Gan Yang, an alumnus of Peking University (PKU) who now works as a professor at Renmin University of China, was in a rage.
The object of Gan's anger was the Yenching Academy, a controversial one-year master's program at PKU aimed at bringing 100 students from around the world to campus on full scholarship for English-language classes in the field of Chinese studies.
Gan wrote a public letter criticizing the PKU leaders for bypassing the university's faculty and students.
"The program's plan is to renovate a historical site [that currently serves as a public space] for the faculty and the students to be used as an exclusive residence for the program's students. How can we tolerate that?" Gan wrote. ""
"Why is it the responsibility of a first-tier university to offer a one-year master's program? Is it because [the program] is using English as the language of instruction, or is it because the program was meant to serve only the elite and privileged in the first place? " Gan asked.
Gan was not alone in his complaint.
The program, designed to "prepare an elite class of future leaders," was promoted by PKU leaders as a "first-of-its-kind" in the academic world, and PKU's largest undertaking of recent years.
However, the program came under fire almost from the moment it was announced.
A privileged few?
On the most controversial aspects of the Yenching Academy was its chosen location, a set of six historical buildings in the center of PKU campus known as the "Jingyuan."
In May, the program publicized its plans to renovate Jingyuan to serve as an exclusive residence for the program's students. The school administration also released a rendering depicting what the renovated buildings would look like upon completion.
The Jingyuan area is one of the main public venues on PKU campus for student activities and recreation. The six buildings surrounding the area formerly served as the office buildings for several major departments.
The chosen location of Jingyuan aroused fierce opposition from critics, who accused PKU leadership of elitism and out-of-touch academic bureaucracy.
"Why would you want to turn the Jingyuan into a palace?" Huang Jisu, a professor at the Chinese Academy of Sciences, said. "Just a few classrooms where students can sit are enough. Look back through history, Socrates taught philosophy under the shades of trees. [He didn't even need a classroom]."

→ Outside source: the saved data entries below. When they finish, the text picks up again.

//! One launched process and everything it produced

use chrono::{DateTime, TimeDelta, Utc};
use std::sync::mpsc::Sender;
use tracing::{debug, warn};

use super::launcher::{ProcessControl, ProcessLauncher};
use crate::domain::{
    OutputChannel, OutputLog, ProcessDefinition, ProcessErrorKind, ProcessEvent,
    ProcessEventKind, ProcessId, ProcessState,
};
use crate::error::{ProcRunError, SpawnError};

/// A process invocation: its definition, lifecycle and accumulated output.
///
/// Owned by the registry. Dropping a handle drops its control, which ends
/// the OS process if it is still alive.
pub struct ProcessHandle {
    id: ProcessId,
    definition: ProcessDefinition,
    state: ProcessState,
    state_history: Vec<ProcessState>,
    error_history: Vec<ProcessErrorKind>,
    output: OutputLog,
    started_at: Option<DateTime<Utc>>,
    finished_at: Option<DateTime<Utc>>,
    exit_code: Option<i32>,
    /// Remove the tab as soon as the process ends, regardless of panel policy
    close_on_exit: bool,
    control: Option<Box<dyn ProcessControl>>,
}

impl std::fmt::Debug for ProcessHandle {
    fn fmt(&self, f: &mut std::fmt::Formatter<'_>) -> std::fmt::Result {
        f.debug_struct("ProcessHandle")
            .field("id", &self.id)
            .field("program", &self.definition.program)
            .field("state", &self.state)
            .field("exit_code", &self.exit_code)
            .field("close_on_exit", &self.close_on_exit)
            .finish()
    }
}

impl ProcessHandle {
    pub fn new(id: ProcessId, definition: ProcessDefinition) -> Self {
        Self {
            id,
            definition,
            state: ProcessState::NotStarted,
            state_history: vec![ProcessState::NotStarted],
            error_history: Vec::new(),
            output: OutputLog::new(),
            started_at: None,
            finished_at: None,
            exit_code: None,
            close_on_exit: false,
            control: None,
        }
    }

    /// Bound the output buffer to `limit` bytes.
    pub fn with_output_limit(mut self, limit: usize) -> Self {
        self.output = OutputLog::with_limit(limit);
        self
    }

    /// Create a handle and start its process.
    pub fn spawn(
        id: ProcessId,
        definition: ProcessDefinition,
        launcher: &dyn ProcessLauncher,
        events: Sender<ProcessEvent>,
    ) -> Result<Self, SpawnError> {
        Self::new(id, definition).start(launcher, events)
    }

    /// Start a handle that has not been started yet.
    pub fn start(
        mut self,
        launcher: &dyn ProcessLauncher,
        events: Sender<ProcessEvent>,
    ) -> Result<Self, SpawnError> {
        self.transition(ProcessState::Starting);
        match launcher.spawn(self.id, &self.definition, events) {
            Ok(control) => {
                self.control = Some(control);
                self.started_at = Some(Utc::now());
                self.transition(ProcessState::Running);
                Ok(self)
            }
            Err(e) => {
                warn!("Process #{} failed to start: {}", self.id, e);
                self.error_history.push(ProcessErrorKind::FailedToStart);
                self.transition(ProcessState::Errored);
                Err(e)
            }
        }
    }

    fn transition(&mut self, next: ProcessState) {
        debug!("Process #{}: {} -> {}", self.id, self.state, next);
        self.state = next;
        self.state_history.push(next);
    }

    /// Write the given lines to stdin and close it.
    pub fn feed_input(&mut self, lines: &[String]) -> Result<(), ProcRunError> {
        match self.control.as_mut() {
            Some(control) if self.state.is_active() => control.write_input(lines),
            _ => Err(ProcRunError::InputClosed(self.id)),
        }
    }

    /// Request a graceful stop. Returns `false` (and does nothing) unless running.
    pub fn terminate(&mut self) -> bool {
        if self.state != ProcessState::Running {
            return false;
        }
        self.close_on_exit = true;
        if let Some(control) = self.control.as_mut() {
            if let Err(e) = control.terminate() {
                warn!("Failed to terminate process #{}: {}", self.id, e);
            }
        }
        true
    }

    /// Force an immediate stop. Returns `false` (and does nothing) unless running.
    pub fn kill(&mut self) -> bool {
        if self.state != ProcessState::Running {
            return false;
        }
        self.close_on_exit = true;
        if let Some(control) = self.control.as_mut() {
            if let Err(e) = control.kill() {
                warn!("Failed to kill process #{}: {}", self.id, e);
            }
        }
        true
    }

    /// Apply an event from the launcher. Returns `true` when the handle just
    /// reached a terminal state.
    pub fn apply(&mut self, kind: ProcessEventKind) -> bool {
        match kind {
            ProcessEventKind::Output { channel, text } => {
                self.output.push(channel, text);
                false
            }
            ProcessEventKind::Error { kind, detail } => {
                warn!("Process #{} reported {}: {}", self.id, kind, detail);
                self.error_history.push(kind);
                self.output
                    .push(OutputChannel::Stderr, format!("[{}] {}\n", kind, detail));
                false
            }
            ProcessEventKind::Finished { exit_code } => {
                if self.state.is_terminal() {
                    return false;
                }
                self.finished_at = Some(Utc::now());
                self.exit_code = exit_code;
                match exit_code {
                    Some(code) => {
                        self.output.push(
                            OutputChannel::System,
                            format!("Process exited with code {}\n", code),
                        );
                        self.transition(ProcessState::Finished);
                    }
                    None => {
                        self.error_history.push(ProcessErrorKind::Crashed);
                        self.output
                            .push(OutputChannel::System, "Process was terminated\n");
                        self.transition(ProcessState::Errored);
                    }
                }
                true
            }
        }
    }

    /// Kill the OS process if it is still active, ignoring panel policy.
    ///
    /// Used for forced teardown right before the handle is dropped.
    pub fn shutdown(&mut self) {
        if !self.state.is_active() {
            return;
        }
        if let Some(control) = self.control.as_mut() {
            if let Err(e) = control.kill() {
                warn!("Failed to kill process #{} during shutdown: {}", self.id, e);
            }
        }
    }

    pub fn id(&self) -> ProcessId {
        self.id
    }

    pub fn definition(&self) -> &ProcessDefinition {
        &self.definition
    }

    pub fn state(&self) -> ProcessState {
        self.state
    }

    pub fn is_running(&self) -> bool {
        self.state.is_active()
    }

    pub fn state_history(&self) -> &[ProcessState] {
        &self.state_history
    }

    pub fn error_history(&self) -> &[ProcessErrorKind] {
        &self.error_history
    }

    pub fn output(&self) -> &OutputLog {
        &self.output
    }

    /// All output so far as escaped HTML, stderr highlighted.
    pub fn all_output(&self) -> String {
        self.output.to_html()
    }

    pub fn exit_code(&self) -> Option<i32> {
        self.exit_code
    }

    pub fn close_on_exit(&self) -> bool {
        self.close_on_exit
    }

    pub fn pid(&self) -> Option<u32> {
        self.control.as_ref().and_then(|c| c.pid())
    }

    pub fn started_at(&self) -> Option<DateTime<Utc>> {
        self.started_at
    }

    pub fn finished_at(&self) -> Option<DateTime<Utc>> {
        self.finished_at
    }

    /// Wall-clock run time; only defined once the process has ended.
    pub fn duration(&self) -> Option<TimeDelta> {
        match (self.started_at, self.finished_at) {
            (Some(start), Some(end)) => Some(end - start),
            _ => None,
        }
    }

    /// Run time so far (or total, once ended).
    pub fn elapsed(&self) -> Option<TimeDelta> {
        self.started_at
            .map(|start| self.finished_at.unwrap_or_else(Utc::now) - start)
    }
}
//! Commands file I/O

use std::fs::OpenOptions;
use std::io::Write;
use std::path::{Path, PathBuf};

use fs2::FileExt;
use tracing::debug;

use super::CommandStore;
use crate::error::ProcRunError;

impl CommandStore {
    /// Load the catalogue stored under the `[panel]` table of `path`.
    ///
    /// A missing file or a file without that table yields an empty store.
    pub fn load(path: &Path, panel: &str) -> Result<Self, ProcRunError> {
        let Some(table) = read_table(path)? else {
            debug!("No commands file at {}", path.display());
            return Ok(Self::default());
        };

        match table.get(panel) {
            Some(section) => section
                .clone()
                .try_into::<CommandStore>()
                .map_err(|source| ProcRunError::Parse {
                    path: path.to_path_buf(),
                    source,
                }),
            None => Ok(Self::default()),
        }
    }

    /// Write the catalogue under the `[panel]` table of `path`.
    ///
    /// Tables of other panels in the same file are kept.
    pub fn save(&self, path: &Path, panel: &str) -> Result<(), ProcRunError> {
        let mut table = read_table(path)?.unwrap_or_default();
        table.insert(panel.to_string(), toml::Value::try_from(self)?);
        let content = toml::to_string_pretty(&table)?;

        write_locked_atomic(path, &content).map_err(|source| ProcRunError::Write {
            path: path.to_path_buf(),
            source,
        })?;
        debug!("Saved {} commands to {}", self.command_count(), path.display());
        Ok(())
    }
}

fn read_table(path: &Path) -> Result<Option<toml::Table>, ProcRunError> {
    let content = match std::fs::read_to_string(path) {
        Ok(content) => content,
        Err(e) if e.kind() == std::io::ErrorKind::NotFound => return Ok(None),
        Err(source) => {
            return Err(ProcRunError::Read {
                path: path.to_path_buf(),
                source,
            });
        }
    };

    toml::from_str::<toml::Table>(&content)
        .map(Some)
        .map_err(|source| ProcRunError::Parse {
            path: path.to_path_buf(),
            source,
        })
}

fn sibling_path(path: &Path, suffix: &str) -> PathBuf {
    let mut name = path.file_name().unwrap_or_default().to_os_string();
    name.push(suffix);
    path.with_file_name(name)
}

/// Replace `path` with `content` under an exclusive lock file.
///
/// Writes a temp file next to the target and renames it over, creating the
/// parent directory if needed.
pub(crate) fn write_locked_atomic(path: &Path, content: &str) -> std::io::Result<()> {
    if let Some(parent) = path.parent().filter(|p| !p.as_os_str().is_empty()) {
        std::fs::create_dir_all(parent)?;
    }

    // Separate lock file so the rename does not drop the lock
    let lock_file = OpenOptions::new()
        .write(true)
        .create(true)
        .truncate(true)
        .open(sibling_path(path, ".lock"))?;
    lock_file.lock_exclusive()?;

    let temp_path = sibling_path(path, ".tmp");
    let mut temp_file = OpenOptions::new()
        .write(true)
        .create(true)
        .truncate(true)
        .open(&temp_path)?;
    temp_file.write_all(content.as_bytes())?;
    temp_file.sync_all()?;

    std::fs::rename(&temp_path, path)?;
    Ok(())
}

#[cfg(test)]
mod tests {
    use super::*;

    #[test]
    fn test_sibling_path_appends_suffix() {
        let path = Path::new("/tmp/procrun/commands.toml");
        assert_eq!(
            sibling_path(path, ".lock"),
            PathBuf::from("/tmp/procrun/commands.toml.lock")
        );
    }
}
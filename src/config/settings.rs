//! Settings configuration types

use std::path::PathBuf;

use serde::{Deserialize, Serialize};

/// General settings
#[derive(Debug, Clone, PartialEq, Eq, Serialize, Deserialize)]
pub struct Settings {
    /// Remove a tab as soon as its process finishes
    #[serde(default)]
    pub auto_close_finished: bool,

    /// Close the panel window once the last tab is gone
    #[serde(default)]
    pub close_on_last: bool,

    /// How long to wait for the OS to start a program before giving up
    #[serde(default = "default_start_timeout_ms")]
    pub start_timeout_ms: u64,

    /// Wait after killing everything on window close
    #[serde(default = "default_close_grace_ms")]
    pub close_grace_ms: u64,

    /// GUI repaint interval while processes run
    #[serde(default = "default_tick_interval_ms")]
    pub tick_interval_ms: u64,

    /// Per-process output buffer cap in bytes, 0 = unbounded
    #[serde(default = "default_output_limit_bytes")]
    pub output_limit_bytes: usize,

    /// Top-level table of the commands file this panel reads and writes
    #[serde(default = "default_panel_name")]
    pub panel_name: String,

    /// Commands file (defaults to `~/.procrun/commands.toml`)
    #[serde(default, skip_serializing_if = "Option::is_none")]
    pub commands_file: Option<PathBuf>,
}

fn default_start_timeout_ms() -> u64 {
    5000
}

fn default_close_grace_ms() -> u64 {
    500
}

fn default_tick_interval_ms() -> u64 {
    100
}

fn default_output_limit_bytes() -> usize {
    1024 * 1024
}

fn default_panel_name() -> String {
    "procrun".to_string()
}

impl Default for Settings {
    fn default() -> Self {
        Self {
            auto_close_finished: false,
            close_on_last: false,
            start_timeout_ms: default_start_timeout_ms(),
            close_grace_ms: default_close_grace_ms(),
            tick_interval_ms: default_tick_interval_ms(),
            output_limit_bytes: default_output_limit_bytes(),
            panel_name: default_panel_name(),
            commands_file: None,
        }
    }
}
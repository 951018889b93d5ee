//! Configuration file I/O operations

use std::path::{Path, PathBuf};

use anyhow::{Context, Result};

use super::Config;
use crate::store::write_locked_atomic;

impl Config {
    /// Get the global config directory path (~/.procrun/)
    pub fn global_config_dir() -> PathBuf {
        dirs::home_dir()
            .unwrap_or_else(|| PathBuf::from("."))
            .join(".procrun")
    }

    /// Get the global config file path (~/.procrun/config.toml)
    pub fn global_config_path() -> PathBuf {
        Self::global_config_dir().join("config.toml")
    }

    /// Load configuration from a file
    pub fn from_file(path: &Path) -> Result<Self> {
        let content = std::fs::read_to_string(path)
            .with_context(|| format!("Failed to read config file: {}", path.display()))?;

        let config: Config = toml::from_str(&content)
            .with_context(|| format!("Failed to parse config file: {}", path.display()))?;

        Ok(config)
    }

    /// Save configuration to a file with atomic write and file locking.
    pub fn save_to_file(&self, path: &Path) -> Result<()> {
        let content = toml::to_string_pretty(self).with_context(|| "Failed to serialize config")?;

        write_locked_atomic(path, &content)
            .with_context(|| format!("Failed to write config file: {}", path.display()))?;

        Ok(())
    }

    /// Load `path`, writing a default config there first if it does not exist.
    pub fn load_or_init(path: &Path) -> Result<Self> {
        if !path.exists() {
            let config = Self::default();
            config.save_to_file(path)?;
            tracing::info!("Created {}", path.display());
            return Ok(config);
        }

        Self::from_file(path)
    }
}
//! Tab coordination against a scripted launcher

mod common;

use std::cell::RefCell;
use std::rc::Rc;

use common::*;
use procrun::coordinator::CoordinatorOptions;
use procrun::process::ProcessHandle;
use procrun::{ProcRunError, ProcessDefinition, ProcessEvent, ProcessState, SpawnError};

fn def(program: &str) -> ProcessDefinition {
    ProcessDefinition::new(program)
}

#[test]
fn test_registry_and_tabs_stay_in_step() {
    let (mut coord, _calls) = coordinator();
    assert_tabs_match(&coord);

    let a = coord.launch(def("a")).unwrap();
    let b = coord.launch(def("b")).unwrap();
    let c = coord.launch(def("c")).unwrap();
    assert_tabs_match(&coord);
    assert_eq!(coord.tab_count(), 3);

    send(&mut coord, ProcessEvent::finished(b, Some(0)));
    assert_tabs_match(&coord);

    assert!(coord.request_close(1));
    assert_tabs_match(&coord);
    assert_eq!(coord.tab_count(), 2);

    assert!(coord.request_close(1));
    send(&mut coord, ProcessEvent::finished(c, None));
    assert_tabs_match(&coord);
    assert_eq!(coord.tab_count(), 1);
    assert!(coord.handle(a).is_some());

    assert!(coord.on_window_close());
    assert_tabs_match(&coord);
    assert_eq!(coord.tab_count(), 0);
}

#[test]
fn test_launch_selects_new_tab_and_labels_it() {
    let (mut coord, calls) = coordinator();
    coord.launch(def("/usr/bin/first")).unwrap();
    let second = coord.launch(def("/bin/second").with_args(["x"])).unwrap();

    assert_eq!(coord.current_index(), Some(1));
    assert_eq!(coord.current_handle().map(|h| h.id()), Some(second));
    let labels: Vec<String> = coord.tabs().map(|t| t.label.clone()).collect();
    assert_eq!(labels, vec!["first", "second"]);
    assert!(coord.tabs().all(|t| t.running));
    assert_eq!(calls.spawn_count(), 2);
}

#[test]
fn test_stdin_is_fed_and_closed_even_when_empty() {
    let (mut coord, calls) = coordinator();
    let with_input = coord
        .launch(def("cat").with_stdin_lines(["one", "two"]))
        .unwrap();
    let without_input = coord.launch(def("true")).unwrap();

    let inputs = calls.with(|c| c.inputs.clone());
    assert_eq!(
        inputs,
        vec![
            (with_input, vec!["one".to_string(), "two".to_string()]),
            (without_input, vec![]),
        ]
    );
}

#[test]
fn test_spawn_failure_opens_no_tab() {
    let (mut coord, calls) = coordinator();
    let err = coord.launch(def(MISSING_PROGRAM)).unwrap_err();

    assert!(matches!(
        err,
        ProcRunError::Spawn(SpawnError::NotFound { .. })
    ));
    assert_eq!(coord.tab_count(), 0);
    assert_eq!(calls.spawn_count(), 0);
    assert!(coord.current_index().is_none());
}

#[test]
fn test_confirmed_close_of_running_process_defers_removal() {
    let (mut coord, calls) = coordinator();
    let id = coord.launch(def("sleep")).unwrap();

    assert!(coord.request_close(0));
    assert_eq!(calls.killed(), vec![id]);
    // Still there until the process reports back
    assert_eq!(coord.tab_count(), 1);
    assert_eq!(coord.handle(id).map(|h| h.state()), Some(ProcessState::Running));

    send(&mut coord, ProcessEvent::finished(id, None));
    assert_eq!(coord.tab_count(), 0);
    assert!(coord.handle(id).is_none());
}

#[test]
fn test_declined_close_leaves_process_running() {
    let confirm = ScriptedConfirm::always(false);
    let (mut coord, calls) = coordinator_with(test_options(), confirm.clone());
    let id = coord.launch(def("sleep")).unwrap();

    assert!(!coord.request_close(0));
    assert!(calls.killed().is_empty());
    assert_eq!(coord.tab_count(), 1);
    assert_eq!(coord.handle(id).map(|h| h.state()), Some(ProcessState::Running));
    assert!(coord.tabs().next().is_some_and(|t| t.running));
    assert_eq!(confirm.asked().len(), 1);
}

#[test]
fn test_close_of_finished_tab_needs_no_confirmation() {
    let confirm = ScriptedConfirm::always(false);
    let (mut coord, _calls) = coordinator_with(test_options(), confirm.clone());
    let id = coord.launch(def("true")).unwrap();
    send(&mut coord, ProcessEvent::finished(id, Some(0)));

    assert!(coord.request_close(0));
    assert_eq!(coord.tab_count(), 0);
    assert!(confirm.asked().is_empty());
}

#[test]
fn test_request_close_out_of_range() {
    let (mut coord, _calls) = coordinator();
    assert!(!coord.request_close(0));
    coord.launch(def("a")).unwrap();
    assert!(!coord.request_close(5));
}

#[test]
fn test_finished_tab_stays_without_auto_close() {
    let (mut coord, _calls) = coordinator();
    let id = coord.launch(def("echo")).unwrap();
    send(&mut coord, ProcessEvent::stdout(id, "hello\n"));
    send(&mut coord, ProcessEvent::finished(id, Some(0)));

    assert_eq!(coord.tab_count(), 1);
    let handle = coord.handle(id).unwrap();
    assert_eq!(handle.state(), ProcessState::Finished);
    assert_eq!(handle.exit_code(), Some(0));
    assert!(!coord.tabs().next().unwrap().running);
    assert!(!coord.take_close_panel_request());
}

#[test]
fn test_auto_close_and_close_on_last() {
    let options = CoordinatorOptions {
        auto_close_finished: true,
        close_on_last: true,
        ..test_options()
    };
    let (mut coord, _calls) = coordinator_with(options, ScriptedConfirm::always(true));
    let a = coord.launch(def("a")).unwrap();
    let b = coord.launch(def("b")).unwrap();

    send(&mut coord, ProcessEvent::finished(a, Some(0)));
    assert_eq!(coord.tab_count(), 1);
    assert!(!coord.take_close_panel_request());

    send(&mut coord, ProcessEvent::finished(b, Some(3)));
    assert_eq!(coord.tab_count(), 0);
    assert!(coord.close_panel_requested());
    assert!(coord.take_close_panel_request());
    // Reported once
    assert!(!coord.take_close_panel_request());
}

#[test]
fn test_terminate_closes_tab_on_exit() {
    let (mut coord, calls) = coordinator();
    let id = coord.launch(def("server")).unwrap();

    assert!(coord.terminate_at(0));
    assert_eq!(calls.with(|c| c.terminated.clone()), vec![id]);
    assert!(coord.handle(id).unwrap().close_on_exit());

    send(&mut coord, ProcessEvent::finished(id, Some(143)));
    assert_eq!(coord.tab_count(), 0);
}

#[test]
fn test_kill_requires_confirmation() {
    let confirm = ScriptedConfirm::new([false, true], true);
    let (mut coord, calls) = coordinator_with(test_options(), confirm);
    let id = coord.launch(def("server")).unwrap();

    assert!(!coord.kill_at(0));
    assert!(calls.killed().is_empty());
    assert!(coord.kill_at(0));
    assert_eq!(calls.killed(), vec![id]);
}

#[test]
fn test_window_close_stops_at_first_veto() {
    // Checked last to first: tab 2 agrees, tab 1 vetoes, tab 0 is never asked
    let confirm = ScriptedConfirm::new([true, false], true);
    let (mut coord, calls) = coordinator_with(test_options(), confirm.clone());
    let _a = coord.launch(def("a")).unwrap();
    let b = coord.launch(def("b")).unwrap();
    let c = coord.launch(def("c")).unwrap();

    assert!(!coord.on_window_close());
    assert_eq!(calls.killed(), vec![c]);
    assert_eq!(confirm.asked().len(), 2);
    assert_eq!(coord.handle(b).map(|h| h.state()), Some(ProcessState::Running));

    // The killed process still goes away once it reports back
    send(&mut coord, ProcessEvent::finished(c, None));
    assert_eq!(coord.tab_count(), 2);
    assert!(coord.handle(c).is_none());
}

#[test]
fn test_window_close_veto_on_first_tab_closes_nothing() {
    let (mut coord, calls) = coordinator_with(test_options(), ScriptedConfirm::always(false));
    coord.launch(def("a")).unwrap();
    coord.launch(def("b")).unwrap();

    assert!(!coord.on_window_close());
    assert!(calls.killed().is_empty());
    assert_eq!(coord.tab_count(), 2);
}

#[test]
fn test_window_close_tears_everything_down() {
    let (mut coord, calls) = coordinator();
    let a = coord.launch(def("a")).unwrap();
    let b = coord.launch(def("b")).unwrap();
    send(&mut coord, ProcessEvent::finished(a, Some(0)));

    assert!(coord.on_window_close());
    assert_eq!(coord.tab_count(), 0);
    assert!(coord.current_index().is_none());
    assert!(coord.display().bound().is_none());
    assert!(calls.killed().contains(&b));
    assert!(!calls.killed().contains(&a));
}

#[test]
fn test_finish_hook_runs_once_with_final_state() {
    let (mut coord, _calls) = coordinator();
    let seen: Rc<RefCell<Vec<(ProcessState, Option<i32>)>>> = Rc::default();
    let slot = Rc::clone(&seen);

    let id = coord
        .launch_with_hook(
            def("make"),
            Some(Box::new(move |handle: &ProcessHandle| {
                slot.borrow_mut().push((handle.state(), handle.exit_code()));
            })),
        )
        .unwrap();

    send(&mut coord, ProcessEvent::finished(id, Some(2)));
    send(&mut coord, ProcessEvent::finished(id, Some(2)));
    assert_eq!(*seen.borrow(), vec![(ProcessState::Finished, Some(2))]);
}

#[test]
fn test_events_for_closed_tabs_are_dropped() {
    let (mut coord, _calls) = coordinator();
    let id = coord.launch(def("a")).unwrap();
    send(&mut coord, ProcessEvent::finished(id, Some(0)));
    assert!(coord.request_close(0));

    assert_eq!(send(&mut coord, ProcessEvent::stdout(id, "late\n")), 1);
    assert_eq!(coord.tab_count(), 0);
}

#[test]
fn test_display_follows_current_tab() {
    let (mut coord, _calls) = coordinator();
    let a = coord.launch(def("a")).unwrap();
    let b = coord.launch(def("b")).unwrap();

    send(&mut coord, ProcessEvent::stdout(a, "from a\n"));
    send(&mut coord, ProcessEvent::stderr(b, "from b\n"));
    assert_eq!(coord.display().bound(), Some(b));
    assert_eq!(coord.display().log().to_plain(), "from b\n");
    assert!(coord.display().html().contains("color:red"));

    assert!(coord.set_current(0));
    assert_eq!(coord.display().bound(), Some(a));
    assert_eq!(coord.display().log().to_plain(), "from a\n");

    send(&mut coord, ProcessEvent::stdout(a, "more\n"));
    assert_eq!(coord.display().log().to_plain(), "from a\nmore\n");
    assert!(!coord.set_current(9));
}

#[test]
fn test_removing_tabs_keeps_a_valid_current_index() {
    let (mut coord, _calls) = coordinator();
    let ids: Vec<_> = (0..3)
        .map(|i| coord.launch(def(&format!("p{}", i))).unwrap())
        .collect();
    for id in &ids {
        send(&mut coord, ProcessEvent::finished(*id, Some(0)));
    }

    coord.set_current(2);
    assert!(coord.request_close(2));
    assert_eq!(coord.current_index(), Some(1));

    coord.set_current(1);
    assert!(coord.request_close(0));
    assert_eq!(coord.current_index(), Some(0));
    assert_eq!(coord.current_handle().map(|h| h.id()), Some(ids[1]));

    assert!(coord.request_close(0));
    assert_eq!(coord.current_index(), None);
}

#[test]
fn test_pending_close_is_not_confirmed_twice() {
    // One yes, then every further prompt would veto
    let confirm = ScriptedConfirm::new([true], false);
    let (mut coord, calls) = coordinator_with(test_options(), confirm.clone());
    let id = coord.launch(def("sleep")).unwrap();

    assert!(coord.request_close(0));
    assert!(coord.on_window_close());
    assert_eq!(confirm.asked().len(), 1);
    assert_eq!(coord.tab_count(), 0);
    assert!(calls.killed().iter().all(|killed| *killed == id));
}

#[test]
fn test_kill_after_terminate_needs_no_confirmation() {
    let confirm = ScriptedConfirm::always(false);
    let (mut coord, calls) = coordinator_with(test_options(), confirm.clone());
    let id = coord.launch(def("server")).unwrap();

    assert!(coord.terminate_at(0));
    assert!(coord.kill_at(0));
    assert_eq!(calls.killed(), vec![id]);
    assert!(confirm.asked().is_empty());

    // Closing the tab while the stop is pending does not ask either
    assert!(coord.request_close(0));
    assert!(confirm.asked().is_empty());
    assert_eq!(coord.tab_count(), 1);
}

#[test]
fn test_window_close_does_not_request_panel_close() {
    let options = CoordinatorOptions {
        close_on_last: true,
        ..test_options()
    };
    let (mut coord, _calls) = coordinator_with(options, ScriptedConfirm::always(true));
    let id = coord.launch(def("sleep")).unwrap();

    assert!(coord.request_close(0));
    // Finish arrives while the window is closing
    coord
        .event_sender()
        .send(ProcessEvent::finished(id, None))
        .unwrap();
    assert!(coord.on_window_close());

    assert_eq!(coord.tab_count(), 0);
    assert!(!coord.close_panel_requested());
    assert!(!coord.take_close_panel_request());
}
//! Yes/cancel prompts the coordinator and the panel ask before destructive actions

/// What the user is asked to confirm
#[derive(Debug, Clone, Copy, PartialEq, Eq)]
pub enum ConfirmRequest<'a> {
    /// Force-kill a process that is still running
    KillRunning { label: &'a str },
    /// Delete a saved command or group from the catalogue
    DeleteEntry { name: &'a str },
}

impl ConfirmRequest<'_> {
    pub fn title(&self) -> &'static str {
        match self {
            ConfirmRequest::KillRunning { .. } => "Kill process?",
            ConfirmRequest::DeleteEntry { .. } => "Delete entry?",
        }
    }

    pub fn message(&self) -> String {
        match self {
            ConfirmRequest::KillRunning { label } => format!(
                "{} is still running. Kill it and close the tab?",
                label
            ),
            ConfirmRequest::DeleteEntry { name } => {
                format!("Remove \"{}\" from the saved commands?", name)
            }
        }
    }
}

/// Blocking yes/cancel prompt. `true` means the user agreed.
pub trait Confirm {
    fn confirm(&mut self, request: &ConfirmRequest<'_>) -> bool;
}

impl<F> Confirm for F
where
    F: FnMut(&ConfirmRequest<'_>) -> bool,
{
    fn confirm(&mut self, request: &ConfirmRequest<'_>) -> bool {
        self(request)
    }
}

/// Agrees to everything (headless use).
#[derive(Debug, Default, Clone, Copy)]
pub struct AlwaysConfirm;

impl Confirm for AlwaysConfirm {
    fn confirm(&mut self, _request: &ConfirmRequest<'_>) -> bool {
        true
    }
}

Additionally, most of the faculty and students opposed believe that renovating the Jingyuan area might contribute to growing educational inequality on campus.
While the school was proposing new on-campus residences for the students of Yenching Academy, many current students were forced into residences on a satellite campus after their dormitories on PKU campus were dismantled to save land.
"Does PKU mean to forge a privileged class among students?" Gao Fengfeng, a teacher in PKU's English department, said.
For what purpose?
Meanwhile, the program's vague curriculum, chosen area of specialization, and research goals also came in for wide questioning.
The program, which began a global admissions campaign in May, has yet to make public detailed course descriptions or syllabi, nor has it announced any faculty members or research targets.
To date there has been no information released on students' academic requirements aside from information on the program's official website describing its curriculum as falling into six broad concentrations: literature and culture, history and archaeology, philosophy and religion, public policy and international relations, economics and management, and law and society.
Such arrangements have aroused broad criticism from both PKU faculty and students. Some criticized the university of hastily setting up the academy to compete with Tsinghua University's Schwarzman Scholars program, another scholarship program announced in 2013 to much fanfare, while some said the one-year program was no more than a "short-term training class, built to cater to the trends of the moment."